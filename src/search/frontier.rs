//! The edge set and the dedup set, owned by the frontier manager alone.
//!
//! The edge set is kept sorted by ascending heuristic, so the next state to dispatch is the
//! last one. Between sorts freshly ingested states sit at the tail unsorted; only the segment
//! likely to be consumed before the next sort is re-sorted unless the bound moved.

use rustc_hash::FxHashSet;

use crate::board::CompactState;

#[derive(Debug, Default)]
pub struct Frontier {
    edge: Vec<CompactState>,
    seen: FxHashSet<CompactState>,
}

impl Frontier {
    /// A frontier holding only `root`, which is also marked as seen.
    pub fn seeded(root: CompactState) -> Self {
        let mut frontier = Frontier::default();
        frontier.insert(root);
        frontier
    }

    /// States waiting for dispatch.
    #[inline]
    pub fn len(&self) -> usize {
        self.edge.len()
    }

    #[inline]
    pub fn is_empty(&self) -> bool {
        self.edge.is_empty()
    }

    /// Every state ever admitted, including already dispatched ones. Never shrinks.
    #[inline]
    pub fn seen(&self) -> usize {
        self.seen.len()
    }

    #[inline]
    pub fn has_seen(&self, state: &CompactState) -> bool {
        self.seen.contains(state)
    }

    /// Admit `state` unless its occupancy was seen before. Returns whether it was admitted.
    pub fn insert(&mut self, state: CompactState) -> bool {
        if !self.seen.insert(state) {
            return false;
        }
        self.edge.push(state);
        true
    }

    /// Drop tail states whose score exceeds `bound`. Returns how many were dropped.
    pub fn prune_tail(&mut self, bound: u32) -> usize {
        let before = self.edge.len();
        while self.edge.last().is_some_and(|s| s.score > bound) {
            self.edge.pop();
        }
        before - self.edge.len()
    }

    /// The state that would be dispatched next.
    #[inline]
    pub fn peek_next(&self) -> Option<&CompactState> {
        self.edge.last()
    }

    #[inline]
    pub fn pop_next(&mut self) -> Option<CompactState> {
        self.edge.pop()
    }

    /// Re-sort by ascending heuristic.
    ///
    /// Only the last `fresh + window` states are sorted unless `full` is set; `full` is needed
    /// after the bound moves because pruning may then reach past the sorted tip.
    pub fn sort_for_dispatch(&mut self, fresh: usize, window: usize, full: bool) {
        let offset = if full {
            0
        } else {
            self.edge.len().saturating_sub(fresh + window)
        };
        self.edge[offset..].sort_by(|a, b| a.heuristic.total_cmp(&b.heuristic));
    }

    /// States in storage order; the last one is dispatched first.
    pub fn iter(&self) -> impl Iterator<Item = &CompactState> {
        self.edge.iter()
    }
}
use crate::core::offset::Offset;
use crate::error::CoverageError;

/// Raw cell code for an empty square.
pub const EMPTY_CODE: u8 = 0;

/// Symbol used for an empty square in the compact text form.
pub const EMPTY_SYMBOL: char = '_';

#[derive(Debug, Clone, Copy, PartialEq, Eq, Hash, PartialOrd, Ord)]
#[repr(u8)]
pub enum Piece {
    Pawn = 1,
    Knight = 2,
    Bishop = 3,
    Rook = 4,
    Queen = 5,
}

impl Piece {
    /// Every placeable piece, in code order.
    pub const ALL: [Piece; 5] = [
        Piece::Pawn,
        Piece::Knight,
        Piece::Bishop,
        Piece::Rook,
        Piece::Queen,
    ];

    /// Material value used as the cost of a placement.
    #[inline]
    pub const fn score(self) -> u32 {
        match self {
            Piece::Pawn => 1,
            Piece::Knight => 3,
            Piece::Bishop => 3,
            Piece::Rook => 5,
            Piece::Queen => 9,
        }
    }

    #[inline]
    pub const fn code(self) -> u8 {
        self as u8
    }

    #[inline]
    pub const fn symbol(self) -> char {
        match self {
            Piece::Pawn => 'P',
            Piece::Knight => 'K',
            Piece::Bishop => 'B',
            Piece::Rook => 'R',
            Piece::Queen => 'Q',
        }
    }

    /// Decode a raw cell code. `EMPTY_CODE` decodes to `None`.
    pub fn from_code(code: u8) -> Result<Option<Piece>, CoverageError> {
        match code {
            EMPTY_CODE => Ok(None),
            1 => Ok(Some(Piece::Pawn)),
            2 => Ok(Some(Piece::Knight)),
            3 => Ok(Some(Piece::Bishop)),
            4 => Ok(Some(Piece::Rook)),
            5 => Ok(Some(Piece::Queen)),
            _ => Err(CoverageError::UnknownPiece { code }),
        }
    }

    /// Decode a symbol of the compact text form. `_` and `.` are empty squares.
    pub fn from_symbol(symbol: char) -> Result<Option<Piece>, CoverageError> {
        match symbol {
            EMPTY_SYMBOL | '.' => Ok(None),
            'P' => Ok(Some(Piece::Pawn)),
            'K' | 'N' => Ok(Some(Piece::Knight)),
            'B' => Ok(Some(Piece::Bishop)),
            'R' => Ok(Some(Piece::Rook)),
            'Q' => Ok(Some(Piece::Queen)),
            _ => Err(CoverageError::UnknownSymbol { symbol }),
        }
    }

    /// Unit directions for sliding pieces.
    #[inline]
    pub fn slide_dirs(self) -> &'static [Offset] {
        use Piece::*;
        match self {
            Queen => &QUEEN_DIRS,
            Rook => &ROOK_DIRS,
            Bishop => &BISHOP_DIRS,
            _ => &[],
        }
    }
}

/// Pawns cover forwards (towards higher rows) on both diagonals.
pub const PAWN_DELTAS: [Offset; 2] = [Offset { dr: 1, dc: 1 }, Offset { dr: 1, dc: -1 }];

pub const ROOK_DIRS: [Offset; 4] = [
    Offset { dr: 1, dc: 0 },
    Offset { dr: 0, dc: 1 },
    Offset { dr: -1, dc: 0 },
    Offset { dr: 0, dc: -1 },
];

pub const BISHOP_DIRS: [Offset; 4] = [
    Offset { dr: 1, dc: 1 },
    Offset { dr: -1, dc: 1 },
    Offset { dr: 1, dc: -1 },
    Offset { dr: -1, dc: -1 },
];

pub const QUEEN_DIRS: [Offset; 8] = [
    Offset { dr: 1, dc: 1 },
    Offset { dr: -1, dc: 1 },
    Offset { dr: 1, dc: -1 },
    Offset { dr: -1, dc: -1 },
    Offset { dr: 1, dc: 0 },
    Offset { dr: 0, dc: 1 },
    Offset { dr: -1, dc: 0 },
    Offset { dr: 0, dc: -1 },
];

pub const KNIGHT_DELTAS: [Offset; 8] = [
    Offset { dr: 1, dc: 2 },
    Offset { dr: 2, dc: 1 },
    Offset { dr: -1, dc: 2 },
    Offset { dr: -2, dc: 1 },
    Offset { dr: 1, dc: -2 },
    Offset { dr: 2, dc: -1 },
    Offset { dr: -1, dc: -2 },
    Offset { dr: -2, dc: -1 },
];
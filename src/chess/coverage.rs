//! Coverage rules: which squares a piece threatens from a cell, given the current occupancy.
//!
//! Pawns and knights are pure leapers clipped to the board. Sliding pieces walk each ray until
//! the board edge or the first occupied cell; that blocker is covered, and the ray stops there.
//! A piece never covers its own cell.

use crate::board::Board;
use crate::chess::piece::{Piece, KNIGHT_DELTAS, PAWN_DELTAS};
use crate::core::offset::Offset;
use crate::core::position::Position;
use crate::core::position_set::PositionSet;

/// Squares covered by `piece` standing on `from`.
pub fn coverage(board: &Board, from: Position, piece: Piece) -> PositionSet {
    match piece {
        Piece::Pawn => leaper_coverage(from, &PAWN_DELTAS, board.size()),
        Piece::Knight => leaper_coverage(from, &KNIGHT_DELTAS, board.size()),
        Piece::Bishop | Piece::Rook | Piece::Queen => {
            sliding_coverage(board, from, piece.slide_dirs())
        }
    }
}

/// Coverage of every piece type on `from`, in [`Piece::ALL`] order.
pub fn all_coverage(board: &Board, from: Position) -> [(Piece, PositionSet); 5] {
    Piece::ALL.map(|piece| (piece, coverage(board, from, piece)))
}

fn leaper_coverage(from: Position, deltas: &[Offset], size: u8) -> PositionSet {
    deltas
        .iter()
        .filter_map(|&delta| from.offset(delta, size))
        .collect()
}

fn sliding_coverage(board: &Board, from: Position, dirs: &[Offset]) -> PositionSet {
    let mut out = PositionSet::new();
    for &dir in dirs {
        let mut cur = from;
        for _ in 0..steps_to_edge(from, dir, board.size()) {
            cur = cur.offset_unchecked(dir);
            out.insert(cur);
            if board.is_occupied(cur) {
                break;
            }
        }
    }
    out
}

/// How many unit steps along `dir` stay on a `size × size` board.
#[inline]
fn steps_to_edge(from: Position, dir: Offset, size: u8) -> u8 {
    let room = |v: u8, d: i8| match d.signum() {
        1 => size - 1 - v,
        -1 => v,
        _ => u8::MAX,
    };
    room(from.row(), dir.dr).min(room(from.col(), dir.dc))
}
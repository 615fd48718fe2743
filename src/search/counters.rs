//! Shared scalars read across tasks.
//!
//! Everything else the search owns (frontier, dedup set) belongs to the frontier manager alone;
//! these three values are the only state other tasks can observe directly.

use std::sync::atomic::{AtomicU32, AtomicU64, Ordering};

use serde::{Deserialize, Serialize};

#[derive(Debug)]
pub struct SearchCounters {
    processed: AtomicU64,
    duplicates: AtomicU64,
    bound: AtomicU32,
}

/// Point-in-time copy of [`SearchCounters`].
#[derive(Debug, Clone, Copy, Default, PartialEq, Eq, Serialize, Deserialize)]
pub struct SearchCounts {
    pub processed: u64,
    pub duplicates: u64,
    pub bound: u32,
}

impl SearchCounters {
    pub fn new(initial_bound: u32) -> Self {
        Self {
            processed: AtomicU64::new(0),
            duplicates: AtomicU64::new(0),
            bound: AtomicU32::new(initial_bound),
        }
    }

    /// Best solved score so far (or the initial bound). May be stale for readers.
    #[inline]
    pub fn bound(&self) -> u32 {
        self.bound.load(Ordering::Acquire)
    }

    /// Lower the bound to `score` if it is strictly better. Returns whether it moved.
    ///
    /// Only the frontier manager writes the bound, so successive writes are strictly decreasing.
    #[inline]
    pub fn tighten_bound(&self, score: u32) -> bool {
        score < self.bound.fetch_min(score, Ordering::AcqRel)
    }

    #[inline]
    pub fn record_processed(&self) {
        self.processed.fetch_add(1, Ordering::Relaxed);
    }

    #[inline]
    pub fn processed(&self) -> u64 {
        self.processed.load(Ordering::Relaxed)
    }

    #[inline]
    pub fn record_duplicate(&self) {
        self.duplicates.fetch_add(1, Ordering::Relaxed);
    }

    #[inline]
    pub fn duplicates(&self) -> u64 {
        self.duplicates.load(Ordering::Relaxed)
    }

    pub fn counts(&self) -> SearchCounts {
        SearchCounts {
            processed: self.processed(),
            duplicates: self.duplicates(),
            bound: self.bound(),
        }
    }
}
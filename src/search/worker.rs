use crossbeam_channel::{select, Receiver, Sender};
use log::debug;

use crate::board::{CompactState, Heuristic};
use crate::error::CoverageError;
use crate::search::counters::SearchCounters;
use crate::search::group::CancelToken;
use crate::search::successors::propose;

/// What a worker sends back to the frontier manager.
#[derive(Debug, Clone, Copy, PartialEq)]
pub enum WorkerOutput {
    Successor(CompactState),
    /// Follows the last successor of one expansion; marks that expansion complete.
    Finished,
}

/// A stateless expander: pull one state, expand it, push back the successors within bound.
pub struct Worker<'a> {
    id: usize,
    input: Receiver<CompactState>,
    output: Sender<WorkerOutput>,
    counters: &'a SearchCounters,
    cancel: &'a CancelToken,
    heuristic: Heuristic,
}

impl<'a> Worker<'a> {
    pub fn new(
        id: usize,
        input: Receiver<CompactState>,
        output: Sender<WorkerOutput>,
        counters: &'a SearchCounters,
        cancel: &'a CancelToken,
        heuristic: Heuristic,
    ) -> Self {
        Self {
            id,
            input,
            output,
            counters,
            cancel,
            heuristic,
        }
    }

    /// Runs until the input queue is closed and drained, or the group is cancelled.
    pub fn run(&self) -> Result<(), CoverageError> {
        let mut expanded = 0u64;
        loop {
            let state = select! {
                recv(self.input) -> msg => match msg {
                    Ok(state) => state,
                    Err(_) => break,
                },
                recv(self.cancel.done()) -> _ => break,
            };

            let board = state.rebuild()?;
            // Filtering against the bound is best effort: the bound may tighten while
            // these are in flight, and the frontier manager prunes the stragglers.
            for next in propose(&board, self.heuristic) {
                if next.score <= self.counters.bound() && !self.emit(WorkerOutput::Successor(next))? {
                    return Ok(());
                }
            }
            if !self.emit(WorkerOutput::Finished)? {
                return Ok(());
            }
            expanded += 1;
        }
        debug!("worker {} stopped after {expanded} expansions", self.id);
        Ok(())
    }

    /// Blocking send that gives up on cancellation. Returns `false` when cancelled.
    ///
    /// The frontier manager cancels before it drops the output receiver, so a closed queue
    /// seen after cancellation is a normal stop rather than a failure.
    fn emit(&self, msg: WorkerOutput) -> Result<bool, CoverageError> {
        select! {
            send(self.output, msg) -> res => match res {
                Ok(()) => Ok(true),
                Err(_) if self.cancel.is_cancelled() => Ok(false),
                Err(_) => Err(CoverageError::QueueClosed { queue: "worker output" }),
            },
            recv(self.cancel.done()) -> _ => Ok(false),
        }
    }
}
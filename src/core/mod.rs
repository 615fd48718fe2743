//! Low-level, allocation-free primitives.
//!
//! Every working board and every stored state is built from these, so they are kept small,
//! `Copy`, and cheap to hash:
//!
//! - [`offset`]: signed row/column steps used by the move geometry tables.
//! - [`position`]: a board cell packed into a single `u8` (row-major, fixed stride).
//! - [`position_set`]: a set of positions stored as a `u64` bitset.

pub mod offset;
pub mod position;
pub mod position_set;
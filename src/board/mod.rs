//! The working board: a grid of cells plus the derived support graph.
//!
//! A [`Board`] is owned by exactly one mutator at a time (a worker expanding a state, or the
//! reporter rendering one). After [`Board::place`] / [`Board::remove`] the board is *unsettled*
//! until [`Board::settle_support_graph`] recomputes every link from scratch; links are never
//! patched incrementally.

pub mod compact;
pub mod render;

use crate::chess::coverage::coverage;
use crate::chess::piece::{Piece, EMPTY_CODE};
use crate::core::position::{Position, MAX_AREA, MAX_BOARD_SIZE};
use crate::core::position_set::PositionSet;
use crate::error::CoverageError;

pub use compact::CompactState;
pub use render::RenderMode;

/// Scores a settled board for frontier ordering; higher is more promising.
pub type Heuristic = fn(&Board) -> f32;

/// One square of a working board.
#[derive(Debug, Clone, Copy, Default, PartialEq, Eq)]
pub struct Cell {
    pub piece: Option<Piece>,
    /// Cells this cell's piece covers.
    pub supports: PositionSet,
    /// Pieces covering this cell.
    pub supported_by: PositionSet,
}

impl Cell {
    #[inline]
    fn clear_support(&mut self) {
        self.supports.clear();
        self.supported_by.clear();
    }
}

#[derive(Debug, Clone)]
pub struct Board {
    size: u8,
    cells: [Cell; MAX_AREA],
    settled: bool,
}

impl Board {
    /// An empty `size × size` board. An empty board is trivially settled.
    pub fn empty(size: u8) -> Result<Self, CoverageError> {
        validate_size(size)?;
        Ok(Self {
            size,
            cells: [Cell::default(); MAX_AREA],
            settled: true,
        })
    }

    /// Parse a board from rows of piece symbols (`_` or `.` for empty), then settle it.
    ///
    /// The number of rows fixes the board size; every row must be that long.
    pub fn from_rows(rows: &[&str]) -> Result<Self, CoverageError> {
        let size = u8::try_from(rows.len()).map_err(|_| CoverageError::InvalidConfig {
            reason: format!("{} rows is not a valid board size", rows.len()),
        })?;
        let mut board = Board::empty(size)?;
        for (row, line) in rows.iter().enumerate() {
            let symbols: Vec<char> = line.chars().filter(|c| !c.is_whitespace()).collect();
            if symbols.len() != size as usize {
                return Err(CoverageError::InvalidConfig {
                    reason: format!(
                        "row {row} has {} cells, expected {size}",
                        symbols.len()
                    ),
                });
            }
            for (col, &symbol) in symbols.iter().enumerate() {
                if let Some(piece) = Piece::from_symbol(symbol)? {
                    board.place(Position::new(row as u8, col as u8), piece);
                }
            }
        }
        board.settle_support_graph();
        Ok(board)
    }

    #[inline]
    pub fn size(&self) -> u8 {
        self.size
    }

    /// Number of cells on the board (`size²`).
    #[inline]
    pub fn area(&self) -> usize {
        self.size as usize * self.size as usize
    }

    #[inline]
    pub fn is_settled(&self) -> bool {
        self.settled
    }

    #[inline]
    pub fn cell(&self, p: Position) -> &Cell {
        &self.cells[p.index()]
    }

    #[inline]
    pub fn piece_at(&self, p: Position) -> Option<Piece> {
        self.cells[p.index()].piece
    }

    #[inline]
    pub fn is_occupied(&self, p: Position) -> bool {
        self.cells[p.index()].piece.is_some()
    }

    /// Put `piece` on `p`. Leaves the board unsettled.
    #[inline]
    pub fn place(&mut self, p: Position, piece: Piece) {
        self.cells[p.index()].piece = Some(piece);
        self.settled = false;
    }

    /// Clear `p`, returning what stood there. Leaves the board unsettled.
    #[inline]
    pub fn remove(&mut self, p: Position) -> Option<Piece> {
        self.settled = false;
        self.cells[p.index()].piece.take()
    }

    /// Raw cell codes, indexed by [`Position::index`].
    pub fn occupancy(&self) -> [u8; MAX_AREA] {
        self.cells.map(|c| c.piece.map_or(EMPTY_CODE, Piece::code))
    }

    /// Occupied cells in row-major order.
    pub fn pieces(&self) -> impl Iterator<Item = (Position, Piece)> + '_ {
        Position::all(self.size).filter_map(move |p| self.piece_at(p).map(|piece| (p, piece)))
    }

    /// Recompute the whole support graph from the current occupancy.
    ///
    /// Cost is proportional to (occupied cells × average coverage); this is where expansion
    /// spends most of its time.
    pub fn settle_support_graph(&mut self) {
        for cell in self.cells.iter_mut() {
            cell.clear_support();
        }
        for from in Position::all(self.size) {
            let Some(piece) = self.cells[from.index()].piece else {
                continue;
            };
            let covered = coverage(self, from, piece);
            self.cells[from.index()].supports = covered;
            for p in covered {
                self.cells[p.index()].supported_by.insert(from);
            }
        }
        self.settled = true;
    }

    /// Number of cells covered by at least one piece.
    pub fn coverage_level(&self) -> u32 {
        debug_assert!(self.settled, "coverage level read from an unsettled board");
        self.cells
            .iter()
            .filter(|c| !c.supported_by.is_empty())
            .count() as u32
    }

    /// Sum of material values of every piece on the board.
    pub fn score(&self) -> u32 {
        self.cells
            .iter()
            .filter_map(|c| c.piece)
            .map(Piece::score)
            .sum()
    }

    #[inline]
    pub fn is_solved(&self) -> bool {
        self.coverage_level() as usize == self.area()
    }
}

impl PartialEq for Board {
    /// Boards compare by size and occupancy; the support graph is derived.
    fn eq(&self, other: &Self) -> bool {
        self.size == other.size
            && self
                .cells
                .iter()
                .zip(other.cells.iter())
                .all(|(a, b)| a.piece == b.piece)
    }
}

impl Eq for Board {}

pub(crate) fn validate_size(size: u8) -> Result<(), CoverageError> {
    if size == 0 || size as usize > MAX_BOARD_SIZE {
        return Err(CoverageError::InvalidConfig {
            reason: format!("board size must be in 1..={MAX_BOARD_SIZE}, got {size}"),
        });
    }
    Ok(())
}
----
• EXERCISE INSTRUCTIONS
Everything from the first line above up to and including the line that contains "dispatch is the" should be printed exactly; please print only that.

• EXERCISE SOLUTION
filename src/search/frontier.rs
//! The edge set and the dedup set, owned by the frontier manager alone.
//!
//! The edge set is kept sorted by ascending heuristic, so the next state to dispatch is the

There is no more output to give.